Cibercondria: a doença da era digital
Enviada em 07/10/2019
Em meados do século XIX, em época na qual acontecia a Revolução Industrial, a criação da internet revolucionou os pensamentos humanos. Embora tal descoberta tenha trazido vários benefícios ao homem, vem carregando, também, muitos prejuízos. Pode-se destacar que a cibercondria traz consigo a autopreocupação da sociedade em cuidar da sua saúde, porém se feita de forma exacerbada pode gerar doenças graves e, até, transtornos mentais.
Primeiramente, pode-se analisar que a preocupação é maior quando há uma pesquisa e um conhecimento mais amplo sobre alguma doença. Além disso, nota-se que há um cuidado maior quando procura-se por um médico mais habilitado do que quando, apenas, procura-se por doenças na internet com os sintomas que a pessoa sente. Na maioria das vezes, pode ser apenas uma doença simples, como uma virose, mas que pode ser agravada pelo fato de que o indivíduo toma remédios mais fortes e o vírus invasor pode criar uma resistência contra o efeito do medicamento.

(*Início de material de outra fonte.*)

//! Client configuration.

use std::time::Duration;

use url::Url;

use crate::error::ApiError;

pub const DEFAULT_API_URL: &str = "http://localhost:3000/api";

pub const DEFAULT_USER_AGENT: &str = concat!("taskdesk-client/", env!("CARGO_PKG_VERSION"));

/// Default capacity of the session event channel.
const DEFAULT_EVENT_CAPACITY: usize = 64;

/// Configurable options for the API client.
#[derive(Debug, Clone)]
pub struct ClientConfig {
    /// Base URL every request path is joined onto.
    pub base_url: Url,

    /// Fixed per-call deadline. A call exceeding it fails as a transport
    /// error and never triggers a refresh.
    pub timeout: Duration,

    /// Connection timeout (time to establish initial connection)
    pub connect_timeout: Duration,

    /// User agent string
    pub user_agent: String,

    /// Capacity of the session event broadcast channel.
    pub event_capacity: usize,
}

impl Default for ClientConfig {
    fn default() -> Self {
        Self {
            base_url: Url::parse(DEFAULT_API_URL).expect("default API URL is valid"),
            timeout: Duration::from_secs(30),
            connect_timeout: Duration::from_secs(10),
            user_agent: DEFAULT_USER_AGENT.to_string(),
            event_capacity: DEFAULT_EVENT_CAPACITY,
        }
    }
}

impl ClientConfig {
    /// Create a configuration for the given base URL with default timeouts.
    pub fn new(base_url: Url) -> Self {
        Self {
            base_url,
            ..Self::default()
        }
    }

    /// Create ClientConfig from environment variables.
    ///
    /// Environment variables:
    /// - `TASKDESK_API_URL`: API base URL (default: `http://localhost:3000/api`)
    /// - `TASKDESK_TIMEOUT_SECS`: Per-call deadline in seconds (default: 30)
    /// - `TASKDESK_CONNECT_TIMEOUT_SECS`: Connect timeout in seconds (default: 10)
    pub fn from_env() -> Self {
        let defaults = Self::default();

        let base_url = std::env::var("TASKDESK_API_URL")
            .ok()
            .and_then(|s| Url::parse(s.trim()).ok())
            .unwrap_or(defaults.base_url);

        let timeout = std::env::var("TASKDESK_TIMEOUT_SECS")
            .ok()
            .and_then(|s| s.parse().ok())
            .map(Duration::from_secs)
            .unwrap_or(defaults.timeout);

        let connect_timeout = std::env::var("TASKDESK_CONNECT_TIMEOUT_SECS")
            .ok()
            .and_then(|s| s.parse().ok())
            .map(Duration::from_secs)
            .unwrap_or(defaults.connect_timeout);

        Self {
            base_url,
            timeout,
            connect_timeout,
            ..defaults
        }
    }

    pub fn with_timeout(mut self, timeout: Duration) -> Self {
        self.timeout = timeout;
        self
    }

    /// Build the underlying HTTP client.
    pub fn build_http_client(&self) -> Result<reqwest::Client, ApiError> {
        let client = reqwest::Client::builder()
            .timeout(self.timeout)
            .connect_timeout(self.connect_timeout)
            .user_agent(self.user_agent.clone())
            .build()?;
        Ok(client)
    }

    /// Resolve an API path (e.g. `/tasks/42`) against the base URL.
    ///
    /// The base URL's own path is kept, with or without a trailing slash.
    pub fn endpoint(&self, path: &str) -> Result<Url, ApiError> {
        let mut base = self.base_url.clone();
        if !base.path().ends_with('/') {
            let with_slash = format!("{}/", base.path());
            base.set_path(&with_slash);
        }
        base.join(path.trim_start_matches('/'))
            .map_err(|e| ApiError::InvalidRequest(format!("{path}: {e}")))
    }
}
use taskdesk_client::ApiError;
use thiserror::Error;

pub type Result<T> = std::result::Result<T, CliError>;

#[derive(Debug, Error)]
pub enum CliError {
    #[error(transparent)]
    Api(#[from] ApiError),

    #[error("configuration error: {0}")]
    Config(String),

    #[error("invalid config file: {0}")]
    ConfigParse(#[from] toml::de::Error),

    #[error("failed to serialize config: {0}")]
    ConfigWrite(#[from] toml::ser::Error),

    #[error("invalid API URL `{url}`: {reason}")]
    InvalidUrl { url: String, reason: String },

    #[error("not logged in - run `taskdesk login` first")]
    NotLoggedIn,

    #[error("IO error: {0}")]
    Io(#[from] std::io::Error),

    #[error("JSON error: {0}")]
    Json(#[from] serde_json::Error),
}

impl CliError {
    /// Process exit code for this error.
    pub fn exit_code(&self) -> i32 {
        match self {
            Self::Api(e) if e.requires_login() => 3,
            Self::NotLoggedIn => 3,
            Self::Api(_) => 2,
            _ => 1,
        }
    }
}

Em uma segunda análise, é importante destacar que pode-se criar transtornos mentais com esses pensamentos de que se possui um sério problema de saúde. É notório o crescimento no número de adolescentes brasileiros que se automedicam por meio da internet, e, também percebe-se o aumento no número de jovens que sofrem de depressão por causa dessa atitude, podendo levar à morte.
Dessa forma, é bastante perceptível que medidas devem ser tomadas para amenizar o problema. O Ministério da Saúde com o apoio do Ministério da Educação poderá intervir por meio da intensificação de palestras em ambientes de ensino para a conscientização de jovens e adolescentes dos perigos da cibercondria. Assim, gradativamente terá uma decadência no número de pessoas que sofrem com a automedicação por meio da internet.